Pain in Carrie Harris' back was so severe in early 2009 that she was convinced that she needed back surgery.

"Three or four people who had similar pain said they had to have surgery," said Carrie, 36, Community Education Program Coordinator for Vicksburg Community Schools.
Today, thanks to the Borgess Spine Institute, she is pain-free -- without the need for surgery.

Carrie, who had fallen while shopping that winter, tried to treat the pain on her own, but by June she realized that she needed help.

Her physician ordered an MRI and referred her to Borgess Spine. During the first appointment she met and was examined by Dr. Joel Rojas, a specialist in physical medicine and rehabilitation. The MRI, he said, did not show a clear cause of pain.
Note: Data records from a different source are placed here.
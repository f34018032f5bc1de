//! Engine configuration.

/// Tunables for the sync pipeline. Batch size and delay bound the load we
/// put on a provider's rate limiter; the lookback seeds the window for an
/// account's first sync.
#[derive(Debug, Clone)]
pub struct SyncConfig {
    /// Window start for an account that has never synced: now minus this
    /// many days.
    pub first_sync_lookback_days: i64,

    /// Symbols fetched concurrently per batch during phase 2.
    pub batch_size: usize,

    /// Pause between consecutive batches, milliseconds.
    pub batch_delay_ms: u64,
}

impl Default for SyncConfig {
    fn default() -> Self {
        Self {
            first_sync_lookback_days: 30,
            batch_size: 5,
            batch_delay_ms: 1_000,
        }
    }
}

impl SyncConfig {
    /// Load configuration from environment variables, keeping defaults for
    /// anything missing or out of range.
    pub fn from_env() -> SyncConfig {
        let mut config = SyncConfig::default();

        if let Ok(days) = std::env::var("SYNC_FIRST_LOOKBACK_DAYS") {
            match days.parse::<i64>() {
                Ok(value) if (1..=365).contains(&value) => {
                    config.first_sync_lookback_days = value;
                }
                _ => {
                    tracing::warn!(
                        "Invalid SYNC_FIRST_LOOKBACK_DAYS '{}', using default: {}",
                        days,
                        config.first_sync_lookback_days
                    );
                }
            }
        }

        if let Ok(size) = std::env::var("SYNC_BATCH_SIZE") {
            match size.parse::<usize>() {
                Ok(value) if (1..=50).contains(&value) => {
                    config.batch_size = value;
                }
                _ => {
                    tracing::warn!(
                        "Invalid SYNC_BATCH_SIZE '{}', using default: {}",
                        size,
                        config.batch_size
                    );
                }
            }
        }

        if let Ok(delay) = std::env::var("SYNC_BATCH_DELAY_MS") {
            match delay.parse::<u64>() {
                Ok(value) if value <= 60_000 => {
                    config.batch_delay_ms = value;
                }
                _ => {
                    tracing::warn!(
                        "Invalid SYNC_BATCH_DELAY_MS '{}', using default: {}",
                        delay,
                        config.batch_delay_ms
                    );
                }
            }
        }

        config
    }
}

#[cfg(test)]
mod tests {
    use super::*;

    #[test]
    fn test_default_config() {
        let config = SyncConfig::default();
        assert_eq!(config.first_sync_lookback_days, 30);
        assert_eq!(config.batch_size, 5);
        assert_eq!(config.batch_delay_ms, 1_000);
    }
}
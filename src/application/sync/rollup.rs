//! Rollup Engine
//!
//! Maintains the per-day rollups incrementally: after a sync commit it
//! recomputes only the dates touched by the just-committed trades, merging
//! their position ids into the existing membership set. Replaying a batch
//! is a no-op because membership is a set union, never an append.

use bigdecimal::{BigDecimal, ToPrimitive, Zero};
use chrono::NaiveDate;
use std::collections::{BTreeMap, BTreeSet};
use tracing::debug;

use crate::domain::entities::day_log::DayLog;
use crate::domain::entities::trade::CanonicalTrade;
use crate::persistence::day_log_repository::DayLogRepository;
use crate::persistence::repository::TradeRepository;
use crate::persistence::{DatabaseError, DbPool};

pub struct RollupEngine {
    trades: TradeRepository,
    day_logs: DayLogRepository,
}

impl RollupEngine {
    pub fn new(pool: DbPool) -> Self {
        Self {
            trades: TradeRepository::new(pool.clone()),
            day_logs: DayLogRepository::new(pool),
        }
    }

    /// Fold a batch of newly committed trades into the day logs they touch.
    /// Returns the affected dates, oldest first.
    ///
    /// Only fully-closed trades join a day's membership; partially closed
    /// positions stay out of the rollup entirely. The batch must already be
    /// committed to the trade table — member metrics are recomputed from
    /// stored rows, not from the in-memory batch.
    pub async fn apply(
        &self,
        account_external_id: &str,
        coin: &str,
        utc_offset_minutes: i32,
        new_trades: &[CanonicalTrade],
    ) -> Result<Vec<NaiveDate>, DatabaseError> {
        let mut by_date: BTreeMap<NaiveDate, Vec<&CanonicalTrade>> = BTreeMap::new();
        for trade in new_trades.iter().filter(|t| t.is_counted()) {
            by_date
                .entry(trade.close_date(utc_offset_minutes))
                .or_default()
                .push(trade);
        }

        if by_date.is_empty() {
            return Ok(Vec::new());
        }

        let mut updated_logs = Vec::with_capacity(by_date.len());
        for (date, fresh) in &by_date {
            let existing = self
                .day_logs
                .get(account_external_id, coin, *date)
                .await?
                .map(|record| record.into_day_log())
                .unwrap_or_else(|| DayLog::empty(account_external_id, coin, *date));

            // Union, not append: replaying an already-seen trade must not
            // double-count it.
            let mut members = existing.members;
            members.extend(fresh.iter().map(|t| t.position_id.clone()));

            let member_ids: Vec<String> = members.iter().cloned().collect();
            let member_trades: Vec<CanonicalTrade> = self
                .trades
                .by_position_ids(account_external_id, coin, &member_ids)
                .await?
                .into_iter()
                .map(|record| record.into_canonical())
                .filter(|t| t.is_counted())
                .collect();

            updated_logs.push(build_day_log(
                account_external_id,
                coin,
                *date,
                members,
                &member_trades,
            ));
        }

        self.day_logs.upsert_all(&updated_logs).await?;

        let dates: Vec<NaiveDate> = by_date.keys().copied().collect();
        debug!(
            "Rolled up {} trades into {} day logs for {}/{}",
            new_trades.len(),
            dates.len(),
            account_external_id,
            coin
        );
        Ok(dates)
    }
}

/// Recompute a day's derived metrics from its full membership.
fn build_day_log(
    account_external_id: &str,
    coin: &str,
    date: NaiveDate,
    members: BTreeSet<String>,
    member_trades: &[CanonicalTrade],
) -> DayLog {
    let mut sum_win = BigDecimal::zero();
    let mut sum_loss = BigDecimal::zero();
    let mut net = BigDecimal::zero();
    let mut commissions = BigDecimal::zero();
    let mut winners = 0i64;
    let mut losers = 0i64;

    for trade in member_trades {
        let profit = trade.net_profit_decimal();
        if profit > BigDecimal::zero() {
            winners += 1;
            sum_win += &profit;
        } else if profit < BigDecimal::zero() {
            losers += 1;
            sum_loss += &profit;
        }
        net += profit;
        commissions += trade.commission_decimal();
    }

    let total_trades = member_trades.len() as i64;
    let win_rate = if total_trades == 0 {
        0.0
    } else {
        winners as f64 / total_trades as f64 * 100.0
    };

    let sum_win_f = sum_win.to_f64().unwrap_or(0.0);
    let profit_factor = if losers == 0 {
        // No losing trades: report the raw winning sum, not infinity.
        sum_win_f
    } else {
        sum_win_f / sum_loss.to_f64().unwrap_or(0.0).abs()
    };

    DayLog {
        account_external_id: account_external_id.to_string(),
        coin: coin.to_string(),
        date,
        net_pnl: net.to_f64().unwrap_or(0.0),
        total_trades,
        winners,
        losers,
        win_rate,
        commissions: commissions.to_f64().unwrap_or(0.0),
        profit_factor,
        members,
    }
}
mod application;
mod config;
mod domain;
mod infrastructure;
mod persistence;
mod rate_limit;
mod secrets;

use axum::extract::{Path, Query, State};
use axum::http::StatusCode;
use axum::response::{IntoResponse, Json, Response};
use axum::routing::{get, post};
use axum::Router;
use chrono::NaiveDate;
use serde::Deserialize;
use std::net::SocketAddr;
use std::sync::Arc;
use tower_http::trace::TraceLayer;
use tracing::{error, info};
use tracing_subscriber::{layer::SubscriberExt, util::SubscriberInitExt};

use crate::application::services::journal_service::JournalService;
use crate::config::SyncConfig;
use crate::domain::errors::SyncError;
use crate::infrastructure::env_account_registry::EnvAccountRegistry;
use crate::infrastructure::provider_client_factory::ProviderClientFactory;
use crate::rate_limit::{
    create_sync_rate_limiter, sync_rate_limit_middleware, SyncRateLimitConfig,
};
use crate::secrets::EnvCredentialResolver;

#[derive(Clone)]
struct AppState {
    journal: Arc<JournalService>,
}

#[tokio::main]
async fn main() -> Result<(), Box<dyn std::error::Error>> {
    dotenvy::dotenv().ok();

    tracing_subscriber::registry()
        .with(
            tracing_subscriber::EnvFilter::try_from_default_env()
                .unwrap_or_else(|_| "traderlog=info".into()),
        )
        .with(tracing_subscriber::fmt::layer())
        .init();

    info!("traderlog sync engine starting...");

    let db_config = persistence::DatabaseConfig::from_env();
    let pool = persistence::init_database(&db_config.url).await?;

    let sync_config = SyncConfig::from_env();
    info!(
        "Sync config: lookback {}d, batch size {}, batch delay {}ms",
        sync_config.first_sync_lookback_days, sync_config.batch_size, sync_config.batch_delay_ms
    );

    let journal = Arc::new(JournalService::new(
        pool,
        sync_config,
        Arc::new(EnvAccountRegistry::from_env()),
        Arc::new(EnvCredentialResolver),
        Arc::new(ProviderClientFactory),
    ));
    let state = AppState { journal };

    let limiter = create_sync_rate_limiter(SyncRateLimitConfig::from_env());
    let sync_routes = Router::new()
        .route("/accounts/:account_ref/sync/:coin", post(sync_account))
        .layer(axum::middleware::from_fn(move |req, next| {
            sync_rate_limit_middleware(limiter.clone(), req, next)
        }));

    let app = Router::new()
        .route("/health", get(health))
        .merge(sync_routes)
        .route("/accounts/:account_ref/statistics", get(statistics))
        .route("/accounts/:account_ref/statistics/daily", get(statistics_by_day))
        .route(
            "/accounts/:account_ref/statistics/symbols",
            get(statistics_by_symbol),
        )
        .route("/accounts/:account_ref/day-logs", get(day_logs))
        .route("/accounts/:account_ref/positions", get(open_positions))
        .layer(TraceLayer::new_for_http())
        .with_state(state);

    let port: u16 = std::env::var("PORT")
        .ok()
        .and_then(|p| p.parse().ok())
        .unwrap_or(3001);
    let addr = SocketAddr::from(([0, 0, 0, 0], port));
    info!("Listening on {}", addr);

    let listener = tokio::net::TcpListener::bind(addr).await?;
    axum::serve(listener, app).await?;

    Ok(())
}

async fn health() -> &'static str {
    "ok"
}

#[derive(Deserialize)]
struct RangeQuery {
    coin: String,
    start_ms: i64,
    end_ms: i64,
}

#[derive(Deserialize)]
struct DateRangeQuery {
    coin: String,
    from: NaiveDate,
    to: NaiveDate,
}

#[derive(Deserialize)]
struct CoinQuery {
    coin: String,
}

async fn sync_account(
    State(state): State<AppState>,
    Path((account_ref, coin)): Path<(String, String)>,
) -> Response {
    match state.journal.sync_account(&account_ref, &coin).await {
        Ok(outcome) => Json(outcome).into_response(),
        Err(e) => sync_error_response(e),
    }
}

async fn statistics(
    State(state): State<AppState>,
    Path(account_ref): Path<String>,
    Query(query): Query<RangeQuery>,
) -> Response {
    match state
        .journal
        .statistics(&account_ref, &query.coin, query.start_ms, query.end_ms)
        .await
    {
        Ok(stats) => Json(stats).into_response(),
        Err(e) => sync_error_response(e),
    }
}

async fn statistics_by_day(
    State(state): State<AppState>,
    Path(account_ref): Path<String>,
    Query(query): Query<RangeQuery>,
) -> Response {
    match state
        .journal
        .statistics_by_day(&account_ref, &query.coin, query.start_ms, query.end_ms)
        .await
    {
        Ok(stats) => Json(stats).into_response(),
        Err(e) => sync_error_response(e),
    }
}

async fn statistics_by_symbol(
    State(state): State<AppState>,
    Path(account_ref): Path<String>,
    Query(query): Query<RangeQuery>,
) -> Response {
    match state
        .journal
        .statistics_by_symbol(&account_ref, &query.coin, query.start_ms, query.end_ms)
        .await
    {
        Ok(stats) => Json(stats).into_response(),
        Err(e) => sync_error_response(e),
    }
}

async fn day_logs(
    State(state): State<AppState>,
    Path(account_ref): Path<String>,
    Query(query): Query<DateRangeQuery>,
) -> Response {
    match state
        .journal
        .day_logs(&account_ref, &query.coin, query.from, query.to)
        .await
    {
        Ok(logs) => Json(logs).into_response(),
        Err(e) => sync_error_response(e),
    }
}

async fn open_positions(
    State(state): State<AppState>,
    Path(account_ref): Path<String>,
    Query(query): Query<CoinQuery>,
) -> Response {
    match state.journal.open_positions(&account_ref, &query.coin).await {
        Ok(positions) => Json(positions).into_response(),
        Err(e) => sync_error_response(e),
    }
}

/// Map engine errors onto user-visible responses. Credential problems get
/// a distinct message; everything retryable reads as "try again".
fn sync_error_response(err: SyncError) -> Response {
    let (status, message) = match &err {
        SyncError::InvalidCredentials { .. } => (StatusCode::UNAUTHORIZED, err.to_string()),
        SyncError::UnknownAccount(_) => (StatusCode::NOT_FOUND, err.to_string()),
        SyncError::UnknownProvider(_) => (StatusCode::BAD_REQUEST, err.to_string()),
        SyncError::SyncInProgress { .. } => (StatusCode::CONFLICT, err.to_string()),
        _ => {
            error!("Sync request failed: {}", err);
            (
                StatusCode::BAD_GATEWAY,
                "could not sync, please try again".to_string(),
            )
        }
    };
    (status, Json(serde_json::json!({ "error": message }))).into_response()
}
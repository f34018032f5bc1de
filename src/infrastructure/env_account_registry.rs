//! Environment-backed account registry.
//!
//! Accounts are declared in `TRADERLOG_ACCOUNTS` as comma-separated
//! entries of the form `ref=provider:external_id[:utc_offset_minutes]`,
//! e.g. `main=bingx:uid-1234:120,alt=bitunix:uid-9`. A multi-tenant host
//! replaces this with a database-backed registry behind the same trait.

use async_trait::async_trait;
use std::collections::HashMap;
use tracing::warn;

use crate::domain::entities::provider::Provider;
use crate::domain::errors::SyncError;
use crate::domain::repositories::account_registry::{AccountInfo, AccountRegistry};

#[derive(Debug, Default)]
pub struct EnvAccountRegistry {
    accounts: HashMap<String, AccountInfo>,
}

impl EnvAccountRegistry {
    pub fn from_env() -> Self {
        let raw = std::env::var("TRADERLOG_ACCOUNTS").unwrap_or_default();
        Self::parse(&raw)
    }

    fn parse(raw: &str) -> Self {
        let mut accounts = HashMap::new();
        for entry in raw.split(',').map(str::trim).filter(|e| !e.is_empty()) {
            match Self::parse_entry(entry) {
                Ok(info) => {
                    accounts.insert(info.account_ref.clone(), info);
                }
                Err(reason) => {
                    warn!("Skipping malformed account entry '{}': {}", entry, reason);
                }
            }
        }
        Self { accounts }
    }

    fn parse_entry(entry: &str) -> Result<AccountInfo, String> {
        let (account_ref, rest) = entry
            .split_once('=')
            .ok_or_else(|| "missing '='".to_string())?;

        let mut parts = rest.split(':');
        let provider_name = parts.next().unwrap_or_default();
        let provider = Provider::from_name(provider_name)
            .ok_or_else(|| format!("unknown provider '{}'", provider_name))?;
        let external_id = parts
            .next()
            .filter(|id| !id.is_empty())
            .ok_or_else(|| "missing external id".to_string())?;
        let utc_offset_minutes = match parts.next() {
            Some(offset) => offset
                .parse::<i32>()
                .map_err(|_| format!("bad offset '{}'", offset))?,
            None => 0,
        };

        Ok(AccountInfo {
            account_ref: account_ref.trim().to_string(),
            external_id: external_id.to_string(),
            provider,
            utc_offset_minutes,
        })
    }
}

#[async_trait]
impl AccountRegistry for EnvAccountRegistry {
    async fn resolve(&self, account_ref: &str) -> Result<AccountInfo, SyncError> {
        self.accounts
            .get(account_ref)
            .cloned()
            .ok_or_else(|| SyncError::UnknownAccount(account_ref.to_string()))
    }
}
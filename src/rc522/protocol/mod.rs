/// Hardware-independent protocol definitions
///
/// Register map, chip and card command codes, and the FIFO-bounded frame type.
/// Nothing in here talks to a bus.

pub mod commands;
pub mod frame;
pub mod registers;

pub use commands::{PcdCommand, PiccCommand, RequestCode};
pub use frame::{FIFO_SIZE, Frame};
pub use registers::Register;
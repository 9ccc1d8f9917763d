/// High-level RC522 reader
///
/// Owns a register backend and a delay provider, and builds every chip and card
/// operation on top of them. The transport only ever sees single register reads
/// and writes, so the same engine drives SPI, I2C and UART wiring.

use embedded_hal::delay::DelayNs;
use log::{debug, trace};

use crate::error::Error;
use super::backend::RegisterBackend;
use super::protocol::commands::PcdCommand;
use super::protocol::registers::{bits, DivIrq, Register, Status2, GSN_RESET_VALUE};
use super::session::CardSession;

pub mod card;
mod exchange;

/// Receiver gain (RFCfgReg bits 6..4)
#[derive(Debug, Clone, Copy, PartialEq, Eq, Default)]
#[repr(u8)]
pub enum RxGain {
    Db18 = 0b010,
    Db23 = 0b011,
    Db33 = 0b100,
    Db38 = 0b101,
    Db43 = 0b110,
    #[default]
    Db48 = 0b111,
}

impl RxGain {
    /// Closest setting at or below `db`
    pub fn from_db(db: u8) -> Self {
        match db {
            0..=22 => Self::Db18,
            23..=32 => Self::Db23,
            33..=37 => Self::Db33,
            38..=42 => Self::Db38,
            43..=47 => Self::Db43,
            _ => Self::Db48,
        }
    }

    fn rf_cfg(self) -> u8 {
        ((self as u8) << 4) | 0x0F
    }
}

#[derive(Debug, Clone, Copy, PartialEq, Eq)]
pub struct Config {
    pub rx_gain: RxGain,
    /// Upper bound on interrupt-register polls per exchange, in case the chip
    /// timer never fires
    pub max_polls: u32,
    /// Wait after switching the antenna driver on or off
    pub antenna_settle_us: u32,
}

impl Config {
    /// The field needs at least 1 ms between toggles
    pub const MIN_ANTENNA_SETTLE_US: u32 = 1_000;

    pub fn with_rx_gain(mut self, rx_gain: RxGain) -> Self {
        self.rx_gain = rx_gain;
        self
    }

    pub fn with_max_polls(mut self, max_polls: u32) -> Self {
        self.max_polls = max_polls.max(1);
        self
    }

    pub fn with_antenna_settle_us(mut self, us: u32) -> Self {
        self.antenna_settle_us = us.max(Self::MIN_ANTENNA_SETTLE_US);
        self
    }
}

impl Default for Config {
    fn default() -> Self {
        Self {
            rx_gain: RxGain::default(),
            max_polls: 2000,
            antenna_settle_us: 10_000,
        }
    }
}

/// Contents of VersionReg
#[derive(Debug, Clone, Copy, PartialEq, Eq)]
pub enum ChipVersion {
    V1_0,
    V2_0,
    /// FM17522 clone
    Fm17522,
    Unknown(u8),
}

impl ChipVersion {
    pub fn from_register(value: u8) -> Self {
        match value {
            0x91 => Self::V1_0,
            0x92 => Self::V2_0,
            0x88 => Self::Fm17522,
            other => Self::Unknown(other),
        }
    }
}

/// RC522 reader - works with any backend
pub struct Rc522<B: RegisterBackend, D: DelayNs> {
    backend: B,
    delay: D,
    config: Config,
    session: CardSession,
    initialized: bool,
}

impl<B: RegisterBackend, D: DelayNs> Rc522<B, D> {
    /// Create a new reader with the default configuration
    pub fn new(backend: B, delay: D) -> Self {
        Self::with_config(backend, delay, Config::default())
    }

    pub fn with_config(backend: B, delay: D, config: Config) -> Self {
        let config = config
            .with_max_polls(config.max_polls)
            .with_antenna_settle_us(config.antenna_settle_us);
        Self {
            backend,
            delay,
            config,
            session: CardSession::default(),
            initialized: false,
        }
    }

    /// Give the backend and delay provider back
    pub fn release(self) -> (B, D) {
        (self.backend, self.delay)
    }

    pub fn config(&self) -> &Config {
        &self.config
    }

    pub fn session(&self) -> &CardSession {
        &self.session
    }

    pub fn is_initialized(&self) -> bool {
        self.initialized
    }

    /// Initialize the chip
    ///
    /// 1. Soft reset and wait for the oscillator to come back
    /// 2. Sanity check against the GsNReg reset value
    /// 3. Configure for ISO14443A / MIFARE
    /// 4. Switch the antenna on
    pub fn init(&mut self) -> Result<(), Error> {
        if self.initialized {
            return Ok(());
        }

        self.reset()?;
        self.sanity_check()?;
        self.configure_iso14443a()?;

        self.initialized = true;
        debug!("RC522 initialized ({:?})", self.version()?);
        Ok(())
    }

    /// Soft reset; all registers return to their reset values
    pub fn reset(&mut self) -> Result<(), Error> {
        const RESET_POLLS: u32 = 3;

        self.session.invalidate();
        self.initialized = false;
        self.write_register(Register::Command, PcdCommand::SoftReset.bits())?;

        for _ in 0..RESET_POLLS {
            self.delay.delay_ms(50);
            let command = self.read_register(Register::Command)?;
            if command & bits::POWER_DOWN == 0 {
                return Ok(());
            }
        }

        Err(Error::PollLimit(RESET_POLLS))
    }

    fn sanity_check(&mut self) -> Result<(), Error> {
        let actual = self.read_register(Register::GsN)?;
        if actual != GSN_RESET_VALUE {
            return Err(Error::SanityCheckFailed {
                expected: GSN_RESET_VALUE,
                actual,
            });
        }
        Ok(())
    }

    fn configure_iso14443a(&mut self) -> Result<(), Error> {
        self.backend.clear_bits(Register::Status2, Status2::CRYPTO1_ON.bits())?;
        // CRC preset 0x6363, MFIN active high, TX waits for RF
        self.write_register(Register::Mode, 0x3D)?;
        // Manchester from the internal analog part, 6 bit-clock RX wait
        self.write_register(Register::RxSel, 0x86)?;
        self.write_register(Register::RfCfg, self.config.rx_gain.rf_cfg())?;
        self.write_register(Register::TReloadLo, 30)?;
        self.write_register(Register::TReloadHi, 0)?;
        self.write_register(Register::TMode, 0x8D)?;
        self.write_register(Register::TPrescaler, 0x3E)?;
        // 100% ASK
        self.write_register(Register::TxAsk, 0x40)?;
        self.delay.delay_ms(1);
        self.antenna_on()
    }

    /// Drive TX1/TX2, then wait for the field to settle
    pub fn antenna_on(&mut self) -> Result<(), Error> {
        let control = self.read_register(Register::TxControl)?;
        if control & bits::ANTENNA_ON != bits::ANTENNA_ON {
            self.write_register(Register::TxControl, control | bits::ANTENNA_ON)?;
        }
        self.delay.delay_us(self.config.antenna_settle_us);
        Ok(())
    }

    /// Stop driving the field, then wait for it to collapse
    pub fn antenna_off(&mut self) -> Result<(), Error> {
        self.backend.clear_bits(Register::TxControl, bits::ANTENNA_ON)?;
        self.delay.delay_us(self.config.antenna_settle_us);
        Ok(())
    }

    pub fn version(&mut self) -> Result<ChipVersion, Error> {
        Ok(ChipVersion::from_register(self.read_register(Register::Version)?))
    }

    /// CRC_A over `data` using the chip's coprocessor, LSB first
    pub fn calculate_crc(&mut self, data: &[u8]) -> Result<[u8; 2], Error> {
        if data.len() > super::protocol::FIFO_SIZE {
            return Err(Error::FrameTooLong(data.len()));
        }

        self.write_register(Register::Command, PcdCommand::Idle.bits())?;
        self.write_register(Register::DivIrq, DivIrq::CRC.bits())?;
        self.backend.set_bits(Register::FifoLevel, bits::FLUSH_BUFFER)?;
        self.backend.write_fifo(data)?;
        self.write_register(Register::Command, PcdCommand::CalcCrc.bits())?;

        let done = self.poll(Register::DivIrq, DivIrq::CRC.bits());
        self.write_register(Register::Command, PcdCommand::Idle.bits())?;
        done?;

        let lsb = self.read_register(Register::CrcResultLsb)?;
        let msb = self.read_register(Register::CrcResultMsb)?;
        Ok([lsb, msb])
    }

    /// Read every documented register. FIFODataReg is skipped, reading it pops a byte.
    pub fn dump_registers(&mut self) -> Result<Vec<(Register, u8)>, Error> {
        let mut values = Vec::with_capacity(Register::ALL.len());
        for register in Register::ALL {
            if register.is_volatile() {
                continue;
            }
            values.push((register, self.read_register(register)?));
        }
        Ok(values)
    }

    /// Write a value to a register
    pub fn write_register(&mut self, register: Register, value: u8) -> Result<(), Error> {
        trace!("W {register:?} = {value:#04X}");
        self.backend.write_register(register, value)
    }

    /// Read a value from a register
    pub fn read_register(&mut self, register: Register) -> Result<u8, Error> {
        let value = self.backend.read_register(register)?;
        trace!("R {register:?} = {value:#04X}");
        Ok(value)
    }

    /// Poll `register` until any bit of `mask` is set, bounded by `max_polls`
    fn poll(&mut self, register: Register, mask: u8) -> Result<u8, Error> {
        for _ in 0..self.config.max_polls {
            let value = self.read_register(register)?;
            if value & mask != 0 {
                return Ok(value);
            }
        }
        Err(Error::PollLimit(self.config.max_polls))
    }
}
"Dr. Rojas prescribed injections in my lower back and I had one," she said. "But it didn't help as much as I had hoped." Dr. David Brockman, a fellow Borgess Spine specialist in physical medicine and rehabilitation, administered both the first and a second injection, which also did not give fully desired results.

Still, Dr. Rojas said, the relief that Carrie felt soon after the injection was a clue to where her problem was likely located, namely the sacroiliac joint.

"The thing that impressed me about Borgess Spine and Drs. Rojas and Brockman was that they really looked for ways to reduce the pain.

"Both Dr. Rojas and Dr. Brockman were very upfront about what they were trying to do and they never pretended to have all the answers. The spine is very complex and I was pleased that the doctors in the office worked together.

"I never felt rushed during my appointments and Dr. Rojas always made sure I understood what procedures they wanted to do and why.

“And I always felt that I was in control of my medical decisions.”

Carrie said that one evening she called Borgess Spine with a question and Dr. Rojas himself called her back that same day. "Physicians don't always do that," she said.

Despite the injections, Carrie could still barely walk and began to assume she was a candidate for surgery.

Dr. Rojas said that because he suspected that the source of the pain was the sacroiliac joint, he prescribed physical therapy and referred her to Colleen Ackerman at Borgess at Woodbridge.

"I worked with Colleen for about two months after the first of the year and she was very good," Carrie said. "She was amazing."

Colleen primarily employed the McKenzie Method, where Carrie learned specific exercises that were designed to relieve pressure on spinal nerves.

“The McKenzie Method treats more than the nerve problem,” Dr. Rojas said. “It also puts the body in a more anatomically tolerable position.”
Carrie not only did the exercises while she was with Colleen but at home and at work.

"Every hour at work I would go into a little room and do the exercises," she said. "Over time the pain just got better. And today I am pain-free! If I do have a little discomfort, Colleen taught me exercises that take the pain away. She also taught me ways to lift and sit and squat properly so that I won't hurt my back."

Dr. Rojas said that much of the success was the result of Carrie’s dedication to following the exercise program. “We can make recommendations but if the patient doesn’t follow them they may not get relief. That’s important. Sometimes patients come to us and say they aren’t feeling any better and we ask, ‘Have you been doing the exercises?’ and they say, well, no.

“Carrie did very well because she was motivated and did her part.”

Dr. Rojas had scheduled a follow-up appointment for Carrie in April, but the physical therapy worked so well that she cancelled the appointment.

"I am very pleased with Borgess Spine, Dr. Rojas and with Colleen," Carrie said.

A native of Kalamazoo, Carrie has worked for Vicksburg schools, with a two-year absence, since 2000. Her husband Mike is children’s pastor at Lighthouse Community Church in Oshtemo.